Für den Fall, dass hier jedes Jahr erneut die Diskussion über Sinn und Unsinn der Entwicklungshilfe und über unsere unzureichenden Entwicklungshilfegelder geführt werden soll, kann ich Ihnen sagen, dass wir natürlich nicht nur die für das Budget vorgesehene Zeit überschreiten werden, sondern dass es auch nicht hierhergehört. Es wäre - ich habe das bereits in der Kommission deutlich gesagt - eine Auslegeordnung nötig, die z. B. auch die Transferzahlungen oder auch die Entwicklungshilfe an Atommächte usw. beinhalten müsste.
Also, nehmen wir hier einmal den Text zur Hand, und sehen wir, dass in diesem Budgetentwurf des Bundesrates bereits massive Erhöhungen bei der Entwicklungshilfe enthalten sind. Bitte hören Sie auf, bei diesen massiven Erhöhungen von bescheidenen Zeichen zu sprechen!
Ich möchte Ihnen aber auch beantragen, die Minderheitsanträge Schwander und Maurer abzulehnen, weil wir sonst internationalen Verpflichtungen nicht mehr nachkommen könnten. Wir müssen auf unsere internationalen Verpflichtungen Rücksicht nehmen, wir dürfen sie nicht sabotieren. Auch in dieser Hinsicht hat der Bundesrat eine gute und ausgewogene Vorlage vorgelegt.

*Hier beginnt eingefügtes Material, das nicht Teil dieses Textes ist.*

//! # Error Types
//!
//! Custom error types for Joydrive using `thiserror`.
//!
//! None of the control-path variants are fatal. `SensorFault`,
//! `CalibrationDegraded` and `InvalidCalibrationRange` are recovered locally
//! and surface only as diagnostics; the remaining variants belong to the host
//! binary (configuration, devices, telemetry files).

use thiserror::Error;

use crate::joystick::source::Axis;

/// Main error type for Joydrive
#[derive(Debug, Error)]
pub enum JoydriveError {
    /// Sample outside the ADC bounds or a failed read
    #[error("sensor fault on {axis} axis: {reason}")]
    SensorFault { axis: Axis, reason: String },

    /// Calibration finished with less data than required
    #[error("calibration degraded on {axis} axis: {reason}")]
    CalibrationDegraded { axis: Axis, reason: String },

    /// Profile bounds that cannot be mapped (inverted or collapsed)
    #[error("invalid calibration range: min={min} center={center} max={max}")]
    InvalidCalibrationRange { min: i32, center: i32, max: i32 },

    /// No usable input device was found
    #[error("input device not found: {0}")]
    DeviceNotFound(String),

    /// Configuration errors
    #[error("Configuration error: {0}")]
    Config(#[from] toml::de::Error),

    /// Telemetry serialization errors
    #[error("JSON error: {0}")]
    Json(#[from] serde_json::Error),

    /// I/O errors
    #[error("I/O error: {0}")]
    Io(#[from] std::io::Error),
}

/// Result type alias for Joydrive
pub type Result<T> = std::result::Result<T, JoydriveError>;
//! # Control Mapper Module
//!
//! Maps a [`NormalizedPosition`] to a [`MotorCommand`].
//!
//! ## Axis Assignments
//!
//! | Axis | Range | Function |
//! |------|-------|----------|
//! | X | `-full_scale..=full_scale` | Direction (negative Backward, positive Forward) |
//! | Y | `0..=full_scale` | Speed (negative values are treated as 0) |
//!
//! `full_scale` is the joystick's `max_output` (100 by default). Both dead
//! zones are configured in percent of that travel, so they keep their meaning
//! when the output range is widened.
//!
//! ## Usage
//!
//! ```
//! use joydrive::config::{ControlConfig, MotorConfig};
//! use joydrive::control::ControlMapper;
//! use joydrive::joystick::NormalizedPosition;
//! use joydrive::motor::Direction;
//!
//! let mut mapper = ControlMapper::new(&ControlConfig::default(), &MotorConfig::default(), 100);
//! let command = mapper.process(&NormalizedPosition { x: 50, y: 100 });
//!
//! assert_eq!(command.direction, Direction::Forward);
//! assert_eq!(command.speed_percent, 100);
//! assert_eq!(command.speed_pwm, 255);
//! assert!(command.changed);
//! ```

use serde::Serialize;
use tracing::info;

use crate::config::{ControlConfig, MotorConfig};
use crate::joystick::normalize::remap;
use crate::joystick::NormalizedPosition;
use crate::motor::Direction;

/// Desired motor action for one tick.
#[derive(Debug, Clone, Copy, PartialEq, Eq, Default, Serialize)]
pub struct MotorCommand {
    pub direction: Direction,
    /// 0-100
    pub speed_percent: i32,
    /// Duty cycle in the motor's speed range
    pub speed_pwm: i32,
    /// Differs meaningfully from the last command that was flagged changed
    pub changed: bool,
}

/// Direction/speed policy with change hysteresis.
#[derive(Debug, Clone)]
pub struct ControlMapper {
    full_scale: i32,
    direction_dead_zone: i32,
    speed_dead_zone: i32,
    min_motor_speed_percent: i32,
    change_threshold_percent: i32,
    min_speed: i32,
    max_speed: i32,
    last_command: MotorCommand,
}

impl ControlMapper {
    /// Creates a mapper for positions in `[-full_scale, full_scale]`.
    ///
    /// Expects a configuration that passed `Config::validate`: a speed dead
    /// zone below 100% and `min_speed < max_speed`.
    #[must_use]
    pub fn new(control: &ControlConfig, motor: &MotorConfig, full_scale: i32) -> Self {
        debug_assert!(full_scale > 0, "full_scale must be positive");
        debug_assert!(
            (0..100).contains(&control.speed_dead_zone),
            "speed_dead_zone must be below 100%"
        );
        debug_assert!(motor.min_speed < motor.max_speed, "min_speed must be below max_speed");

        let full_scale = full_scale.max(1);
        let scale = |percent: i32| remap(percent, 0, 100, 0, full_scale);

        Self {
            full_scale,
            direction_dead_zone: scale(control.direction_dead_zone),
            speed_dead_zone: scale(control.speed_dead_zone),
            min_motor_speed_percent: control.min_motor_speed_percent,
            change_threshold_percent: control.change_threshold_percent,
            min_speed: motor.min_speed,
            max_speed: motor.max_speed,
            last_command: MotorCommand::default(),
        }
    }

    /// Maps one position to a command.
    ///
    /// The reference for change detection only moves when a command is
    /// flagged changed, so slow drift below the threshold never accumulates
    /// into a new command.
    pub fn process(&mut self, position: &NormalizedPosition) -> MotorCommand {
        let direction = self.determine_direction(position.x);
        let speed_percent = self.calculate_speed(position.y);

        let mut command = MotorCommand {
            direction,
            speed_percent,
            speed_pwm: self.percent_to_pwm(speed_percent),
            changed: false,
        };
        command.changed = self.has_changed(&command);

        if command.changed {
            info!(
                "Command: {:?} at {}% (PWM {})",
                command.direction, command.speed_percent, command.speed_pwm
            );
            self.last_command = command;
        }

        command
    }

    /// Last command that was flagged changed.
    #[must_use]
    pub fn last_command(&self) -> MotorCommand {
        self.last_command
    }

    fn determine_direction(&self, x: i32) -> Direction {
        if x.abs() < self.direction_dead_zone {
            Direction::Stop
        } else if x > 0 {
            Direction::Forward
        } else {
            Direction::Backward
        }
    }

    fn calculate_speed(&self, y: i32) -> i32 {
        if y < self.speed_dead_zone {
            return 0;
        }

        if self.speed_dead_zone >= self.full_scale {
            return 100;
        }

        remap(
            y,
            self.speed_dead_zone,
            self.full_scale,
            self.min_motor_speed_percent,
            100,
        )
        .clamp(0, 100)
    }

    fn percent_to_pwm(&self, percent: i32) -> i32 {
        remap(percent, 0, 100, self.min_speed, self.max_speed)
    }

    fn has_changed(&self, command: &MotorCommand) -> bool {
        command.direction != self.last_command.direction
            || (command.speed_percent - self.last_command.speed_percent).abs()
                > self.change_threshold_percent
    }
}

#[cfg(test)]
mod tests {
    use super::*;

    fn mapper() -> ControlMapper {
        ControlMapper::new(&ControlConfig::default(), &MotorConfig::default(), 100)
    }

    fn pos(x: i32, y: i32) -> NormalizedPosition {
        NormalizedPosition { x, y }
    }

    // ==================== Direction Tests ====================

    #[test]
    fn test_direction_dead_zone() {
        let mut mapper = mapper();
        for x in -14..=14 {
            assert_eq!(mapper.process(&pos(x, 50)).direction, Direction::Stop);
        }
    }

    #[test]
    fn test_direction_sign() {
        let mut mapper = mapper();
        assert_eq!(mapper.process(&pos(15, 0)).direction, Direction::Forward);
        assert_eq!(mapper.process(&pos(-15, 0)).direction, Direction::Backward);
        assert_eq!(mapper.process(&pos(100, 0)).direction, Direction::Forward);
        assert_eq!(mapper.process(&pos(-100, 0)).direction, Direction::Backward);
    }

    // ==================== Speed Tests ====================

    #[test]
    fn test_small_throttle_is_zero_speed() {
        let mut mapper = mapper();
        let command = mapper.process(&pos(0, 5));
        assert_eq!(command.speed_percent, 0);
        assert_eq!(command.speed_pwm, 0);
    }

    #[test]
    fn test_negative_throttle_is_zero_speed() {
        let mut mapper = mapper();
        let command = mapper.process(&pos(80, -100));
        assert_eq!(command.direction, Direction::Forward);
        assert_eq!(command.speed_percent, 0);
    }

    #[test]
    fn test_speed_curve_endpoints() {
        let mut mapper = mapper();
        // Just out of the dead zone jumps to the minimum useful speed
        assert_eq!(mapper.process(&pos(0, 10)).speed_percent, 30);
        assert_eq!(mapper.process(&pos(0, 100)).speed_percent, 100);
        // 30 + (55 - 10) * 70 / 90 = 65
        assert_eq!(mapper.process(&pos(0, 55)).speed_percent, 65);
    }

    #[test]
    fn test_speed_bounded() {
        let mut mapper = mapper();
        for y in -100..=100 {
            let command = mapper.process(&pos(50, y));
            assert!((0..=100).contains(&command.speed_percent));
            assert!((0..=255).contains(&command.speed_pwm));
        }
    }

    #[test]
    fn test_pwm_follows_percent() {
        let mut mapper = mapper();
        let command = mapper.process(&pos(50, 10));
        // 30% of 255
        assert_eq!(command.speed_pwm, 76);
    }

    // ==================== Change Detection Tests ====================

    #[test]
    fn test_neutral_start_is_unchanged() {
        let mut mapper = mapper();
        assert!(!mapper.process(&pos(0, 0)).changed);
        assert_eq!(mapper.last_command(), MotorCommand::default());
    }

    #[test]
    fn test_direction_change_flags_changed() {
        let mut mapper = mapper();
        assert!(mapper.process(&pos(50, 0)).changed);
        assert!(!mapper.process(&pos(60, 0)).changed);
        assert!(mapper.process(&pos(-50, 0)).changed);
    }

    #[test]
    fn test_hysteresis_threshold() {
        let mut mapper = mapper();
        let first = mapper.process(&pos(50, 55));
        assert!(first.changed);
        assert_eq!(first.speed_percent, 65);

        // 65 -> 70 is a delta of 5: not changed
        let y_for_70 = 10 + (70 - 30) * 90 / 70 + 1;
        let small = mapper.process(&pos(50, y_for_70));
        assert_eq!(small.speed_percent, 70);
        assert!(!small.changed);
        assert_eq!(mapper.last_command().speed_percent, 65);

        // 65 -> 71 is a delta of 6: changed
        let big = mapper.process(&pos(50, y_for_70 + 2));
        assert!(big.speed_percent - 65 > 5);
        assert!(big.changed);
        assert_eq!(mapper.last_command(), big);
    }

    #[test]
    fn test_drift_does_not_accumulate() {
        let mut mapper = mapper();
        mapper.process(&pos(50, 55));
        let reference = mapper.last_command();

        // Several small steps, each within the threshold of the reference
        for y in [56, 57, 58, 59, 60] {
            let command = mapper.process(&pos(50, y));
            assert!(!command.changed);
        }
        assert_eq!(mapper.last_command(), reference);
    }

    // ==================== Output Range Tests ====================

    fn wide_mapper() -> ControlMapper {
        ControlMapper::new(&ControlConfig::default(), &MotorConfig::default(), 1000)
    }

    #[test]
    fn test_wide_range_small_deflection_stays_low() {
        let mut mapper = wide_mapper();
        // 12% of travel on both axes
        let command = mapper.process(&pos(120, 120));
        assert_eq!(command.direction, Direction::Stop);
        // 30 + (120 - 100) * 70 / 900 = 31
        assert_eq!(command.speed_percent, 31);
    }

    #[test]
    fn test_wide_range_dead_zones_scale() {
        let mut mapper = wide_mapper();
        assert_eq!(mapper.process(&pos(149, 99)).direction, Direction::Stop);
        assert_eq!(mapper.process(&pos(149, 99)).speed_percent, 0);
        assert_eq!(mapper.process(&pos(150, 100)).direction, Direction::Forward);
        assert_eq!(mapper.process(&pos(-150, 100)).speed_percent, 30);
    }

    #[test]
    fn test_wide_range_full_deflection() {
        let mut mapper = wide_mapper();
        let command = mapper.process(&pos(-1000, 1000));
        assert_eq!(command.direction, Direction::Backward);
        assert_eq!(command.speed_percent, 100);
        assert_eq!(command.speed_pwm, 255);
        // Halfway: 30 + (550 - 100) * 70 / 900 = 65, same as 55 on the default scale
        assert_eq!(mapper.process(&pos(0, 550)).speed_percent, 65);
    }

    #[test]
    #[cfg(debug_assertions)]
    #[should_panic(expected = "speed_dead_zone")]
    fn test_rejects_full_speed_dead_zone() {
        let control = ControlConfig {
            speed_dead_zone: 100,
            ..ControlConfig::default()
        };
        let _ = ControlMapper::new(&control, &MotorConfig::default(), 100);
    }
}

Wir sind, wie ich erwähnt habe, der Meinung, dass bei diesen drei Positionen die Aufstockungen der Minderheitsanträge Carobbio viel zu weit gehen und dass angesichts der Lage, die wir haben, und angesichts der Lage, die wir im nächsten Jahr erwarten müssen, solche Aufstockungen nicht zu verantworten sind. Aber auch die Minderheitsanträge Schwander und Maurer sind abzulehnen. Die Diskussion über Sinn und Unsinn der Entwicklungshilfe, auch die Diskussion, ob Prozentzahlen - 0,4 oder 0,5 bzw. 0,7 Prozent - in den Ländern, die vor allem Hilfe benötigen, um selbst wachsen zu können, irgendeine Lösung bringen, müssen wir einmal führen, aber bitte nicht anlässlich dieser Budgetdiskussion.
Ich beantrage Ihnen, dem Entwurf des Bundesrates zuzustimmen.